# 1- Learning 🤗  - Out-of-the-box BERT [LB: 0.577]

Hi, and welcome! This is the first kernel of the series `Learning 🤗`, a personal project I'm currently working on. I am an experienced data scientist diving into the hugging face transformers library and this series or kernels is a "working diary", as I do it. The approach I'm taking is the following: 
1. Explore various out-of-the-box models, without digging into their technical details. 
2. After that, I'll start going over the best ranked public kernels, understand their ideas, and reproduce them by myself. 

You are invited to follow me in this journey. In this short kernel (~80 lines) we fine-tune an out-of-the-box cased BERT, with just the minimal set up required for it to run in this competition, obtaining a leaderboard score of `0.577`. 

This is an ongoing project, so expect more notebooks to be added to the series soon.
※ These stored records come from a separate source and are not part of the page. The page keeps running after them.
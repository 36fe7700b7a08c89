use serde::{Deserialize, Serialize};
use std::fmt;

/// Symbol type representing a trading pair in dashed form (e.g., "BTC-USD").
/// Uses NewType pattern for type safety.
#[derive(Debug, Clone, PartialEq, Eq, Hash, PartialOrd, Ord, Serialize, Deserialize)]
pub struct Symbol(String);

impl Symbol {
    /// Create a new Symbol from a string
    pub fn new(s: impl Into<String>) -> Self {
        Self(s.into())
    }

    /// Get the underlying string value
    pub fn as_str(&self) -> &str {
        &self.0
    }

    /// Check if symbol is empty
    pub fn is_empty(&self) -> bool {
        self.0.is_empty()
    }

    /// Base asset of a dashed pair ("BTC-USD" -> "BTC"); the whole
    /// symbol when no dash is present
    pub fn base_asset(&self) -> &str {
        match self.0.split_once('-') {
            Some((base, _)) => base,
            None => &self.0,
        }
    }
}

impl fmt::Display for Symbol {
    fn fmt(&self, f: &mut fmt::Formatter<'_>) -> fmt::Result {
        write!(f, "{}", self.0)
    }
}

impl From<&str> for Symbol {
    fn from(s: &str) -> Self {
        Self(s.to_string())
    }
}

impl From<String> for Symbol {
    fn from(s: String) -> Self {
        Self(s)
    }
}

impl AsRef<str> for Symbol {
    fn as_ref(&self) -> &str {
        &self.0
    }
}

impl std::borrow::Borrow<str> for Symbol {
    fn borrow(&self) -> &str {
        &self.0
    }
}

#[cfg(test)]
mod tests {
    use super::*;

    #[test]
    fn test_symbol_creation() {
        let symbol = Symbol::new("BTC-USD");
        assert_eq!(symbol.as_str(), "BTC-USD");
        assert!(!symbol.is_empty());
    }

    #[test]
    fn test_symbol_base_asset() {
        assert_eq!(Symbol::new("BTC-USD").base_asset(), "BTC");
        assert_eq!(Symbol::new("ETH-USD").base_asset(), "ETH");
        assert_eq!(Symbol::new("SOL").base_asset(), "SOL");
    }

    #[test]
    fn test_symbol_serialization() {
        let symbol = Symbol::new("ETH-USD");
        let json = serde_json::to_string(&symbol).unwrap();
        assert_eq!(json, "\"ETH-USD\"");
        let back: Symbol = serde_json::from_str(&json).unwrap();
        assert_eq!(back, symbol);
    }
}
use rust_decimal::Decimal;
use serde::{Deserialize, Deserializer, Serialize, Serializer};
use std::fmt;
use std::str::FromStr;

/// Price type using NewType pattern for type safety.
/// All cross-venue comparisons happen on the exact decimal value,
/// never on a rounded display representation.
#[derive(Debug, Clone, Copy, PartialEq, Eq, PartialOrd, Ord, Hash)]
pub struct Price(pub Decimal);

impl Price {
    /// Create a new Price from a Decimal
    pub fn new(value: Decimal) -> Self {
        Self(value)
    }

    /// Get the underlying Decimal value
    pub fn value(&self) -> Decimal {
        self.0
    }

    /// Midpoint between two prices
    pub fn mid(self, other: Price) -> Price {
        Self((self.0 + other.0) / Decimal::TWO)
    }

    /// Check if the price is strictly positive
    pub fn is_positive(&self) -> bool {
        self.0 > Decimal::ZERO
    }
}

impl FromStr for Price {
    type Err = rust_decimal::Error;

    fn from_str(s: &str) -> Result<Self, Self::Err> {
        Ok(Self(Decimal::from_str(s)?))
    }
}

impl fmt::Display for Price {
    fn fmt(&self, f: &mut fmt::Formatter<'_>) -> fmt::Result {
        write!(f, "{}", self.0)
    }
}

// Serialized as a string so precision survives JSON round trips
impl Serialize for Price {
    fn serialize<S>(&self, serializer: S) -> Result<S::Ok, S::Error>
    where
        S: Serializer,
    {
        serializer.serialize_str(&self.0.to_string())
    }
}

impl<'de> Deserialize<'de> for Price {
    fn deserialize<D>(deserializer: D) -> Result<Self, D::Error>
    where
        D: Deserializer<'de>,
    {
        let s = String::deserialize(deserializer)?;
        let decimal = Decimal::from_str(&s).map_err(serde::de::Error::custom)?;
        Ok(Price(decimal))
    }
}

impl std::ops::Add for Price {
    type Output = Self;

    fn add(self, other: Self) -> Self {
        Self(self.0 + other.0)
    }
}

impl std::ops::Sub for Price {
    type Output = Self;

    fn sub(self, other: Self) -> Self {
        Self(self.0 - other.0)
    }
}

impl std::ops::Mul<Decimal> for Price {
    type Output = Self;

    fn mul(self, rhs: Decimal) -> Self {
        Self(self.0 * rhs)
    }
}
Actually, we are currently working on the following ones:

1. [Learning 🤗  - Out-of-the-box BERT [LB: 0.577]](https://www.kaggle.com/julian3833/1-learning-out-of-the-box-bert-lb-0-577) (this notebook)
2. [Learning 🤗 - Out-of-the-box RoBERTa [LB: 0.53]](https://www.kaggle.com/julian3833/2-learning-out-of-the-box-roberta-lb-0-53)
3. [Learning 🤗 - Out-of-the-box Electra [LB: 0.58]](https://www.kaggle.com/julian3833/3-learning-out-of-the-box-electra-lb/) 
4. _Learning 🤗 - Minimal fine tuning (WIP)_
5. _Learning 🤗 - Preprocessing (WIP)_
6. _Learning 🤗 - Reviewing public kernels (WIP)_
7. _Learning 🤗 - Intra-domain pre training RoBERTa (WIP)_



## Using the [`transformers`](https://huggingface.co/transformers/) library

We are using a very high-level API of the library after following this quick guide article, which we recommend to read:
[Fine-tuning a pretrained model](https://huggingface.co/transformers/training.html)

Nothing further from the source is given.